# Task brief
Below is a listing from which only part is wanted; return exactly the lines from the one with "view that has" up to and including the one with "queue.latest.insert(view, generation);".

# Input data
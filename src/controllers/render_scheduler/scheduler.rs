use crate::controllers::render_scheduler::events::{Frame, RenderEvent, RenderFailure};
use crate::controllers::render_scheduler::ports::frame_sink::FrameSink;
use crate::core::actions::render_grid::ports::grid_renderer::GridRenderer;
use crate::core::data::render_request::RenderRequest;
use crate::core::fractals::view_kind::ViewKind;
use std::collections::HashMap;
use std::sync::atomic::{AtomicU64, Ordering};
use std::sync::{Arc, Condvar, Mutex, MutexGuard, PoisonError};
use std::thread::{self, JoinHandle};
use std::time::Instant;

#[derive(Default)]
struct Queue {
    pending: HashMap<ViewKind, (u64, RenderRequest)>,
    latest: HashMap<ViewKind, u64>,
    shutdown: bool,
}

struct SharedState {
    generation: AtomicU64,
    last_completed_generation: AtomicU64,
    queue: Mutex<Queue>,
    wake: Condvar,
    sink: Arc<dyn FrameSink>,
}

impl SharedState {
    fn lock(&self) -> MutexGuard<'_, Queue> {
        self.queue.lock().unwrap_or_else(PoisonError::into_inner)
    }
}

/// Renders on a worker thread, coalescing requests per view.
///
/// Each view has at most one pending request; submitting replaces it. A
/// render in flight always runs to completion, but its result is dropped
/// if a newer request for the same view arrived meanwhile. The two views
/// never displace each other.
pub struct RenderScheduler {
    shared: Arc<SharedState>,
    worker: Option<JoinHandle<()>>,
}

impl RenderScheduler {
    pub fn new(renderer: Box<dyn GridRenderer>, sink: Arc<dyn FrameSink>) -> Self {
        let shared = Arc::new(SharedState {
            generation: AtomicU64::new(0),
            last_completed_generation: AtomicU64::new(0),
            queue: Mutex::new(Queue::default()),
            wake: Condvar::new(),
            sink,
        });

        let worker_shared = Arc::clone(&shared);

        let worker = thread::spawn(move || {
            Self::worker_loop(&worker_shared, renderer);
        });

        Self {
            shared,
            worker: Some(worker),
        }
    }

    /// Queues `request`, replacing any request for the same view that has
    /// not started. Returns the request's generation.
    pub fn submit(&self, request: RenderRequest) -> u64 {
        let generation = self.shared.generation.fetch_add(1, Ordering::SeqCst) + 1;
        let view = request.view;

        {
            let mut queue = self.shared.lock();
            queue.latest.insert(view, generation);
            queue.pending.insert(view, (generation, request));
        }

        self.shared.wake.notify_one();

        generation
    }

    pub fn shutdown(&mut self) {
        self.shared.lock().shutdown = true;
        self.shared.wake.notify_one();

        if let Some(handle) = self.worker.take() {
            if let Err(panic) = handle.join() {
                let message = panic
                    .downcast_ref::<&str>()
                    .map(|s| (*s).to_string())
                    .or_else(|| panic.downcast_ref::<String>().cloned())
                    .unwrap_or_else(|| "unknown panic".to_string());

                log::error!("render worker panicked: {}", message);
            }
        }
    }

    #[must_use]
    pub fn last_completed_generation(&self) -> u64 {
        self.shared
            .last_completed_generation
            .load(Ordering::Acquire)
    }

    fn worker_loop(shared: &SharedState, mut renderer: Box<dyn GridRenderer>) {
        loop {
            let (generation, request) = {
                let mut queue = shared.lock();
                loop {
                    if queue.shutdown {
                        return;
                    }

                    let next = ViewKind::ALL
                        .iter()
                        .find_map(|view| queue.pending.remove(view));

                    if let Some(job) = next {
                        break job;
                    }

                    queue = shared.wake.wait(queue).unwrap_or_else(PoisonError::into_inner);
                }
            };

            let start = Instant::now();
            let result = renderer.render(&request);
            let render_duration = start.elapsed();

            if shared.lock().latest.get(&request.view) != Some(&generation) {
                log::debug!("dropping stale {} frame {}", request.view, generation);
                continue;
            }

            let event = match result {
                Ok(pixel_buffer) => RenderEvent::Frame(Frame {
                    generation,
                    view: request.view,
                    pixel_buffer,
                    render_duration,
                }),
                Err(err) => {
                    log::warn!("{} render {} failed: {}", request.view, generation, err);
                    RenderEvent::Error(RenderFailure {
                        generation,
                        view: request.view,
                        message: err.to_string(),
                    })
                }
            };

            shared.sink.submit(event);
            shared
                .last_completed_generation
                .fetch_max(generation, Ordering::AcqRel);
        }
    }
}

impl Drop for RenderScheduler {
    fn drop(&mut self) {
        self.shutdown();
    }
}

#[cfg(test)]
mod tests {
    use super::*;
    use crate::core::actions::render_grid::cpu_grid_renderer::CpuGridRenderer;
    use crate::core::actions::render_grid::errors::RenderError;
    use crate::core::colour_mapping::kinds::ColourMapKind;
    use crate::core::colour_mapping::lookup_table::ColourLookupTable;
    use crate::core::data::complex::Complex;
    use crate::core::data::complex_rect::ComplexRect;
    use crate::core::data::pixel_buffer::PixelBuffer;
    use crate::core::data::resolution::Resolution;
    use crate::core::fractals::formula::FormulaId;
    use std::sync::mpsc::{self, Receiver, Sender};
    use std::time::Duration;

    const TIMEOUT: Duration = Duration::from_secs(5);

    #[derive(Default)]
    struct MockFrameSink {
        events: Mutex<Vec<RenderEvent>>,
    }

    impl MockFrameSink {
        fn take_events(&self) -> Vec<RenderEvent> {
            let mut guard = self.events.lock().unwrap();
            std::mem::take(&mut *guard)
        }
    }

    impl FrameSink for MockFrameSink {
        fn submit(&self, event: RenderEvent) {
            self.events.lock().unwrap().push(event);
        }
    }

    fn wait_for_events(sink: &MockFrameSink, count: usize) -> Vec<RenderEvent> {
        let start = Instant::now();
        let mut events = Vec::new();
        while events.len() < count && start.elapsed() < TIMEOUT {
            events.extend(sink.take_events());
            thread::sleep(Duration::from_millis(10));
        }
        events
    }

    /// Reports each render's cap, then blocks until released.
    struct GatedRenderer {
        started: Sender<u32>,
        release: Receiver<()>,
    }

    impl GridRenderer for GatedRenderer {
        fn backend_name(&self) -> &'static str {
            "gated"
        }

        fn render(&mut self, request: &RenderRequest) -> Result<PixelBuffer, RenderError> {
            let _ = self.started.send(request.max_iterations);
            let _ = self.release.recv_timeout(TIMEOUT);
            CpuGridRenderer.render(request)
        }
    }

    fn request(view: ViewKind, max_iterations: u32) -> RenderRequest {
        RenderRequest {
            resolution: Resolution::new(4).unwrap(),
            domain: ComplexRect::default(),
            formula: FormulaId::Standard,
            view,
            fixed: Complex::ORIGIN,
            max_iterations,
            colour_table: Arc::new(ColourLookupTable::build(ColourMapKind::Aqua, 10).unwrap()),
        }
    }

    fn scheduler_with_sink(renderer: Box<dyn GridRenderer>) -> (RenderScheduler, Arc<MockFrameSink>) {
        let sink = Arc::new(MockFrameSink::default());
        let scheduler = RenderScheduler::new(renderer, Arc::clone(&sink) as Arc<dyn FrameSink>);
        (scheduler, sink)
    }

    #[test]
    fn test_submit_emits_frame() {
        let (mut scheduler, sink) = scheduler_with_sink(Box::new(CpuGridRenderer));

        let generation = scheduler.submit(request(ViewKind::Julia, 10));
        let events = wait_for_events(&sink, 1);

        assert_eq!(events.len(), 1);
        match &events[0] {
            RenderEvent::Frame(frame) => {
                assert_eq!(frame.generation, generation);
                assert_eq!(frame.view, ViewKind::Julia);
                assert_eq!(frame.pixel_buffer.buffer_size(), 4 * 4 * 4);
            }
            RenderEvent::Error(failure) => panic!("unexpected render error: {}", failure.message),
        }
        assert_eq!(scheduler.last_completed_generation(), generation);

        scheduler.shutdown();
    }

    #[test]
    fn test_last_completed_generation_starts_at_zero() {
        let (mut scheduler, _sink) = scheduler_with_sink(Box::new(CpuGridRenderer));

        assert_eq!(scheduler.last_completed_generation(), 0);

        scheduler.shutdown();
    }

    #[test]
    fn test_latest_request_wins_and_skipped_requests_never_render() {
        let (started_tx, started_rx) = mpsc::channel();
        let (release_tx, release_rx) = mpsc::channel();
        let renderer = GatedRenderer {
            started: started_tx,
            release: release_rx,
        };
        let (mut scheduler, sink) = scheduler_with_sink(Box::new(renderer));

        scheduler.submit(request(ViewKind::Mandelbrot, 1));
        assert_eq!(started_rx.recv_timeout(TIMEOUT), Ok(1));

        scheduler.submit(request(ViewKind::Mandelbrot, 2));
        let newest = scheduler.submit(request(ViewKind::Mandelbrot, 3));
        release_tx.send(()).unwrap();

        // The request for cap 2 was replaced before it started.
        assert_eq!(started_rx.recv_timeout(TIMEOUT), Ok(3));
        release_tx.send(()).unwrap();

        let events = wait_for_events(&sink, 1);
        thread::sleep(Duration::from_millis(50));
        let late_events = sink.take_events();

        assert_eq!(events.len(), 1);
        assert!(late_events.is_empty());
        assert_eq!(events[0].generation(), newest);

        scheduler.shutdown();
    }

    #[test]
    fn test_views_do_not_displace_each_other() {
        let (mut scheduler, sink) = scheduler_with_sink(Box::new(CpuGridRenderer));

        let mandelbrot = scheduler.submit(request(ViewKind::Mandelbrot, 10));
        let julia = scheduler.submit(request(ViewKind::Julia, 10));
        let mut events = wait_for_events(&sink, 2);
        events.sort_by_key(RenderEvent::generation);

        assert_eq!(events.len(), 2);
        assert_eq!(events[0].generation(), mandelbrot);
        assert_eq!(events[0].view(), ViewKind::Mandelbrot);
        assert_eq!(events[1].generation(), julia);
        assert_eq!(events[1].view(), ViewKind::Julia);

        scheduler.shutdown();
    }

    #[test]
    fn test_render_error_is_reported() {
        struct FailingRenderer;

        impl GridRenderer for FailingRenderer {
            fn backend_name(&self) -> &'static str {
                "failing"
            }

            fn render(&mut self, _: &RenderRequest) -> Result<PixelBuffer, RenderError> {
                Err(RenderError::Accelerated("device lost".into()))
            }
        }

        let (mut scheduler, sink) = scheduler_with_sink(Box::new(FailingRenderer));

        let generation = scheduler.submit(request(ViewKind::Julia, 10));
        let events = wait_for_events(&sink, 1);

        assert_eq!(
            events,
            vec![RenderEvent::Error(RenderFailure {
                generation,
                view: ViewKind::Julia,
                message: "accelerated backend error: device lost".to_string(),
            })]
        );

        scheduler.shutdown();
    }

    #[test]
    fn test_shutdown_after_renderer_panic_returns() {
        struct PanickingRenderer;

        impl GridRenderer for PanickingRenderer {
            fn backend_name(&self) -> &'static str {
                "panicking"
            }

            fn render(&mut self, _: &RenderRequest) -> Result<PixelBuffer, RenderError> {
                panic!("renderer exploded");
            }
        }

        let (mut scheduler, sink) = scheduler_with_sink(Box::new(PanickingRenderer));

        scheduler.submit(request(ViewKind::Mandelbrot, 10));
        thread::sleep(Duration::from_millis(100));
        scheduler.shutdown();

        assert!(sink.take_events().is_empty());
        assert_eq!(scheduler.last_completed_generation(), 0);
    }

    #[test]
    fn test_shutdown_is_idempotent() {
        let (mut scheduler, _sink) = scheduler_with_sink(Box::new(CpuGridRenderer));

        scheduler.shutdown();
        scheduler.shutdown();
    }
}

# Result of the exercise
    /// Queues `request`, replacing any request for the same view that has
    /// not started. Returns the request's generation.
    pub fn submit(&self, request: RenderRequest) -> u64 {
        let generation = self.shared.generation.fetch_add(1, Ordering::SeqCst) + 1;
        let view = request.view;

        {
            let mut queue = self.shared.lock();
            queue.latest.insert(view, generation);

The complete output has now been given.